Segment Open

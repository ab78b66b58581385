//! Download summary functionality.
//!
//! This module contains the [`Summary`] struct and [`Status`] enum describing
//! how each dispatched item ended. Items dropped from the queue by a cancel
//! never started and get no summary.
//!
//! # Examples
//!
//! ```rust
//! use rangedl::download::{Status, Summary};
//! use reqwest::Url;
//!
//! # fn example() -> Result<(), Box<dyn std::error::Error>> {
//! let url = Url::parse("https://example.com/file.zip")?;
//! let summary = Summary::new(url, 2048).with_status(Status::Success);
//!
//! match summary.status() {
//!     Status::Success => println!("Downloaded {} bytes", summary.size()),
//!     Status::Fail(msg) => println!("Download failed: {}", msg),
//!     Status::Cancelled => println!("Download cancelled"),
//!     Status::NotStarted => println!("Download not yet started"),
//! }
//! # Ok(())
//! # }
//! ```

use crate::error::Error;
use reqwest::Url;

/// Download status enumeration.
#[derive(Debug, Clone, PartialEq, Eq)]
pub enum Status {
    /// Download failed with error message
    Fail(String),
    /// Download not yet started
    NotStarted,
    /// Download was cancelled while running
    Cancelled,
    /// Download completed successfully
    Success,
}

/// Represents the outcome of one dispatched download item.
#[derive(Debug, Clone)]
pub struct Summary {
    /// URL of the item.
    url: Url,
    /// Download size in bytes.
    size: u64,
    /// Status.
    status: Status,
}

impl Summary {
    /// Create a new [`Summary`].
    pub fn new(url: Url, size: u64) -> Self {
        Self {
            url,
            size,
            status: Status::NotStarted,
        }
    }

    /// Build the summary matching a task's error.
    pub fn from_error(url: Url, size: u64, error: &Error) -> Self {
        let summary = Self::new(url, size);
        if error.is_cancelled() {
            summary.with_status(Status::Cancelled)
        } else {
            summary.fail(error)
        }
    }

    /// Attach a status to a [`Summary`].
    pub fn with_status(self, status: Status) -> Self {
        Self { status, ..self }
    }

    /// Get the summary's URL.
    pub fn url(&self) -> &Url {
        &self.url
    }

    /// Get the summary's size.
    pub fn size(&self) -> u64 {
        self.size
    }

    /// Get a reference to the summary's status.
    pub fn status(&self) -> &Status {
        &self.status
    }

    /// Whether the item completed successfully.
    pub fn is_success(&self) -> bool {
        self.status == Status::Success
    }

    /// Mark the summary as failed with a message.
    pub fn fail(self, msg: impl std::fmt::Display) -> Self {
        Self {
            status: Status::Fail(format!("{}", msg)),
            ..self
        }
    }
}
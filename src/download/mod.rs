//! Download items, their observers and per-item outcomes.
//!
//! Each [`DownloadItem`] owns its own [`DownloadObserver`]: progress,
//! success and failure notifications for one item never reach another.
//!
//! - [`item`] - the [`DownloadItem`] struct and URL handling
//! - [`observer`] - the [`DownloadObserver`] trait and closure adapter
//! - [`summary`] - download result tracking and status reporting
//!
//! # Examples
//!
//! ```rust
//! use rangedl::download::{Callbacks, DownloadItem};
//!
//! let item = DownloadItem::try_from("https://example.com/video.mp4")?
//!     .with_observer(
//!         Callbacks::new()
//!             .on_progress(|loaded, total| println!("{loaded}/{total}"))
//!             .on_success(|data| println!("got {} bytes", data.len())),
//!     );
//! assert_eq!(item.filename(), "video.mp4");
//! # Ok::<(), rangedl::Error>(())
//! ```

pub mod item;
pub mod observer;
pub mod summary;

pub use item::DownloadItem;
pub use observer::{Callbacks, DownloadObserver, NoopObserver};
pub use summary::{Status, Summary};
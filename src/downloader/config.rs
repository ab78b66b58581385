//! Configuration structures and defaults for the downloader.
//!
//! [`DownloaderOptions`] carries the download semantics (lane count and the
//! per-task options). [`DownloaderConfig`] adds everything around them: the
//! HTTP client setup and the progress display.
//!
//! # Examples
//!
//! ```rust
//! use rangedl::downloader::DownloaderOptions;
//! use rangedl::task::DownloadTaskOptions;
//!
//! let options = DownloaderOptions::default()
//!     .max_concurrent_downloads(5)
//!     .task_options(DownloadTaskOptions::default().max_threads(8));
//!
//! assert_eq!(options.max_concurrent_downloads, 5);
//! assert_eq!(options.task_options.max_threads, 8);
//! ```

use crate::http::HttpClientConfig;
use crate::progress::StyleOptions;
use crate::task::DownloadTaskOptions;

use reqwest_middleware::ClientWithMiddleware;

/// Default number of items downloaded at the same time.
pub const DEFAULT_MAX_CONCURRENT_DOWNLOADS: usize = 3;

/// Options controlling how a [`Downloader`](super::Downloader) schedules work.
#[derive(Debug, Clone, PartialEq)]
pub struct DownloaderOptions {
    /// Number of lanes, i.e. items downloaded at the same time.
    pub max_concurrent_downloads: usize,
    /// Options handed to every [`DownloadTask`](crate::task::DownloadTask).
    pub task_options: DownloadTaskOptions,
}

impl Default for DownloaderOptions {
    fn default() -> Self {
        Self {
            max_concurrent_downloads: DEFAULT_MAX_CONCURRENT_DOWNLOADS,
            task_options: DownloadTaskOptions::default(),
        }
    }
}

impl DownloaderOptions {
    /// Set the number of lanes.
    pub fn max_concurrent_downloads(mut self, max_concurrent_downloads: usize) -> Self {
        self.max_concurrent_downloads = max_concurrent_downloads;
        self
    }

    /// Set the per-task options.
    pub fn task_options(mut self, task_options: DownloadTaskOptions) -> Self {
        self.task_options = task_options;
        self
    }

    /// Lane count actually used; at least one.
    pub(crate) fn lanes(&self) -> usize {
        self.max_concurrent_downloads.max(1)
    }
}

/// Configuration structure for the downloader.
#[derive(Clone, Default)]
pub struct DownloaderConfig {
    /// Scheduling and transfer options.
    pub options: DownloaderOptions,
    /// Setup of the HTTP client, unless one is injected.
    pub http: HttpClientConfig,
    /// Prebuilt client used instead of building one from `http`.
    pub client: Option<ClientWithMiddleware>,
    /// Downloader style options.
    pub style_options: StyleOptions,
    /// Hide main progress bar for single item runs.
    pub single_file_progress: bool,
}

impl std::fmt::Debug for DownloaderConfig {
    fn fmt(&self, f: &mut std::fmt::Formatter<'_>) -> std::fmt::Result {
        f.debug_struct("DownloaderConfig")
            .field("options", &self.options)
            .field("http", &self.http)
            .field("client", &self.client.is_some())
            .field("style_options", &self.style_options)
            .field("single_file_progress", &self.single_file_progress)
            .finish()
    }
}
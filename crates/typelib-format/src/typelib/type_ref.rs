//! Inline type reference (8 bytes).
//!
//! Layout: `tag u8, flags u8, interface u16, offset u32`.
//! - `interface` is a directory ref for `TypeTag::Interface`, 0 otherwise
//! - `offset` is the absolute offset of the complex type blob, 0 otherwise

use super::kinds::TypeTag;
use super::{read_u16_le, read_u32_le};

/// Flag bit: the value is passed by pointer.
pub const POINTER: u8 = 1 << 0;

#[derive(Clone, Copy, Debug, PartialEq, Eq)]
pub struct TypeRef {
    pub tag: u8,
    pub flags: u8,
    pub interface: u16,
    pub offset: u32,
}

impl TypeRef {
    pub const SIZE: usize = 8;

    /// The all-zero reference, used where a type slot is unused.
    pub const NONE: Self = Self {
        tag: 0,
        flags: 0,
        interface: 0,
        offset: 0,
    };

    pub fn simple(tag: TypeTag, pointer: bool) -> Self {
        Self {
            tag: tag as u8,
            flags: if pointer { POINTER } else { 0 },
            interface: 0,
            offset: 0,
        }
    }

    pub fn tag(&self) -> Option<TypeTag> {
        TypeTag::from_u8(self.tag)
    }

    pub fn is_pointer(&self) -> bool {
        self.flags & POINTER != 0
    }

    pub fn from_bytes(bytes: &[u8]) -> Self {
        Self {
            tag: bytes[0],
            flags: bytes[1],
            interface: read_u16_le(bytes, 2),
            offset: read_u32_le(bytes, 4),
        }
    }

    pub fn to_bytes(&self) -> [u8; 8] {
        let mut bytes = [0u8; 8];
        bytes[0] = self.tag;
        bytes[1] = self.flags;
        bytes[2..4].copy_from_slice(&self.interface.to_le_bytes());
        bytes[4..8].copy_from_slice(&self.offset.to_le_bytes());
        bytes
    }
}
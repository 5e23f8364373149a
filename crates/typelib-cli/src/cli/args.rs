//! Shared argument builders for CLI commands.
//!
//! Each function returns a `clap::Arg` that can be composed into commands.

use std::path::PathBuf;

use clap::{Arg, ArgAction, value_parser};

/// Node forest document (positional).
pub fn forest_path_arg() -> Arg {
    Arg::new("forest_path")
        .value_name("FOREST")
        .required(true)
        .value_parser(value_parser!(PathBuf))
        .help("Namespace document (JSON node forest)")
}

/// Compiled typelib (positional).
pub fn typelib_path_arg() -> Arg {
    Arg::new("typelib_path")
        .value_name("TYPELIB")
        .required(true)
        .value_parser(value_parser!(PathBuf))
        .help("Compiled typelib file")
}

/// Write output to file (-o/--output).
pub fn output_file_arg() -> Arg {
    Arg::new("output")
        .short('o')
        .long("output")
        .value_name("FILE")
        .value_parser(value_parser!(PathBuf))
        .help("Write output to file (default: stdout)")
}

/// Output format (--format).
pub fn format_arg() -> Arg {
    Arg::new("format")
        .long("format")
        .value_name("FORMAT")
        .default_value("binary")
        .value_parser(["binary", "c"])
        .help("Output format: raw typelib bytes or C source with load hooks")
}

/// Reject unresolved names (--strict).
pub fn strict_arg() -> Arg {
    Arg::new("strict")
        .long("strict")
        .action(ArgAction::SetTrue)
        .help("Reject names that resolve neither locally nor in an included namespace")
}

/// Foreign namespace external references may point into (--include).
pub fn include_arg() -> Arg {
    Arg::new("include")
        .short('I')
        .long("include")
        .value_name("NAMESPACE")
        .action(ArgAction::Append)
        .help("Namespace that external references may resolve into (repeatable)")
}

/// Color output control (--color).
pub fn color_arg() -> Arg {
    Arg::new("color")
        .long("color")
        .value_name("WHEN")
        .default_value("auto")
        .value_parser(["auto", "always", "never"])
        .help("Colorize output")
}

/// Verbosity level (-v, -vv, -vvv).
pub fn verbose_arg() -> Arg {
    Arg::new("verbose")
        .short('v')
        .global(true)
        .action(ArgAction::Count)
        .help("Log verbosity (-v info, -vv debug, -vvv trace); RUST_LOG overrides")
}
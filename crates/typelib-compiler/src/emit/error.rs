//! Error types for typelib compilation.

use std::io;

/// Error during typelib compilation.
///
/// Any error aborts the whole compile; no partial artifact is produced.
#[derive(Debug, thiserror::Error)]
pub enum CompileError {
    /// A member-only node kind appeared at the top level of the namespace.
    #[error("unexpected {kind} node `{name}` at namespace level")]
    UnexpectedNode { kind: &'static str, name: String },

    /// Two top-level nodes share a name.
    #[error("duplicate entry `{0}`")]
    DuplicateEntry(String),

    /// A member reference (vfunc, signal, property) names nothing in its owner.
    #[error("`{owner}` has no {kind} named `{name}`")]
    UnknownMember {
        owner: String,
        kind: &'static str,
        name: String,
    },

    /// A constant literal does not fit its declared type.
    #[error("constant `{name}`: invalid {ty} literal `{value}`")]
    InvalidConstant {
        name: String,
        ty: &'static str,
        value: String,
    },

    /// An enum or flags member outside both the `i32` and `u32` ranges.
    #[error("`{owner}` value `{name}` out of range: {value}")]
    ValueOutOfRange {
        owner: String,
        name: String,
        value: i64,
    },

    /// Strict mode: a name could not be resolved locally or in an included
    /// namespace.
    #[error("unresolved name `{0}`")]
    UnresolvedName(String),

    /// Too many directory entries (exceeds u16 max).
    #[error("too many directory entries: {0} (max 65535)")]
    TooManyEntries(usize),

    /// Too many members of one kind in one entry (exceeds u16 max).
    #[error("`{owner}` has too many {kind}: {count} (max 65535)")]
    TooManyMembers {
        owner: String,
        kind: &'static str,
        count: usize,
    },

    /// Artifact would exceed the 32-bit offset range.
    #[error("typelib too large: {0} bytes")]
    TooLarge(usize),

    /// Broken compiler invariant detected at finalization.
    #[error("internal error: {0}")]
    Internal(String),

    /// Writing the artifact to its sink failed.
    #[error("io error: {0}")]
    Io(#[from] io::Error),
}
//! Constant value encoding.

use std::str::FromStr;

use typelib_core::{Constant, TypeKind};

use super::CompileError;
use super::canon::tag_of;

/// Encode a constant literal at the width of its declared type.
///
/// Numbers are little-endian, booleans are 4-byte ints, strings are
/// NUL-terminated. Any other type stores the literal text NUL-terminated.
pub fn encode_constant(constant: &Constant) -> Result<Vec<u8>, CompileError> {
    let text = constant.value.trim();
    let bytes = match &constant.ty.kind {
        TypeKind::Boolean => {
            let v: i32 = match text {
                "true" | "TRUE" | "1" => 1,
                "false" | "FALSE" | "0" => 0,
                _ => return Err(invalid(constant)),
            };
            v.to_le_bytes().to_vec()
        }
        TypeKind::Int8 => parse::<i8>(constant)?.to_le_bytes().to_vec(),
        TypeKind::Uint8 => parse::<u8>(constant)?.to_le_bytes().to_vec(),
        TypeKind::Int16 => parse::<i16>(constant)?.to_le_bytes().to_vec(),
        TypeKind::Uint16 => parse::<u16>(constant)?.to_le_bytes().to_vec(),
        TypeKind::Int32 | TypeKind::Int => parse::<i32>(constant)?.to_le_bytes().to_vec(),
        TypeKind::Uint32 | TypeKind::Uint => parse::<u32>(constant)?.to_le_bytes().to_vec(),
        TypeKind::Int64 | TypeKind::Long | TypeKind::Ssize => {
            parse::<i64>(constant)?.to_le_bytes().to_vec()
        }
        TypeKind::Uint64 | TypeKind::Ulong | TypeKind::Size => {
            parse::<u64>(constant)?.to_le_bytes().to_vec()
        }
        TypeKind::Float => parse::<f32>(constant)?.to_le_bytes().to_vec(),
        TypeKind::Double => parse::<f64>(constant)?.to_le_bytes().to_vec(),
        // strings keep their exact text, surrounding whitespace included
        TypeKind::Utf8 | TypeKind::Filename => nul_terminated(&constant.value),
        _ => nul_terminated(text),
    };
    Ok(bytes)
}

fn parse<T: FromStr>(constant: &Constant) -> Result<T, CompileError> {
    constant
        .value
        .trim()
        .parse()
        .map_err(|_| invalid(constant))
}

fn nul_terminated(s: &str) -> Vec<u8> {
    let mut bytes = Vec::with_capacity(s.len() + 1);
    bytes.extend_from_slice(s.as_bytes());
    bytes.push(0);
    bytes
}

fn invalid(constant: &Constant) -> CompileError {
    CompileError::InvalidConstant {
        name: constant.name.clone(),
        ty: tag_of(&constant.ty.kind).name(),
        value: constant.value.clone(),
    }
}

Segment Closed

Find each line in the records above that contains "DownloaderOptions", and copy it.

//! [`DownloaderOptions`] carries the download semantics (lane count and the
//! use rangedl::downloader::DownloaderOptions;
//! let options = DownloaderOptions::default()
pub struct DownloaderOptions {
impl Default for DownloaderOptions {
impl DownloaderOptions {
    pub options: DownloaderOptions,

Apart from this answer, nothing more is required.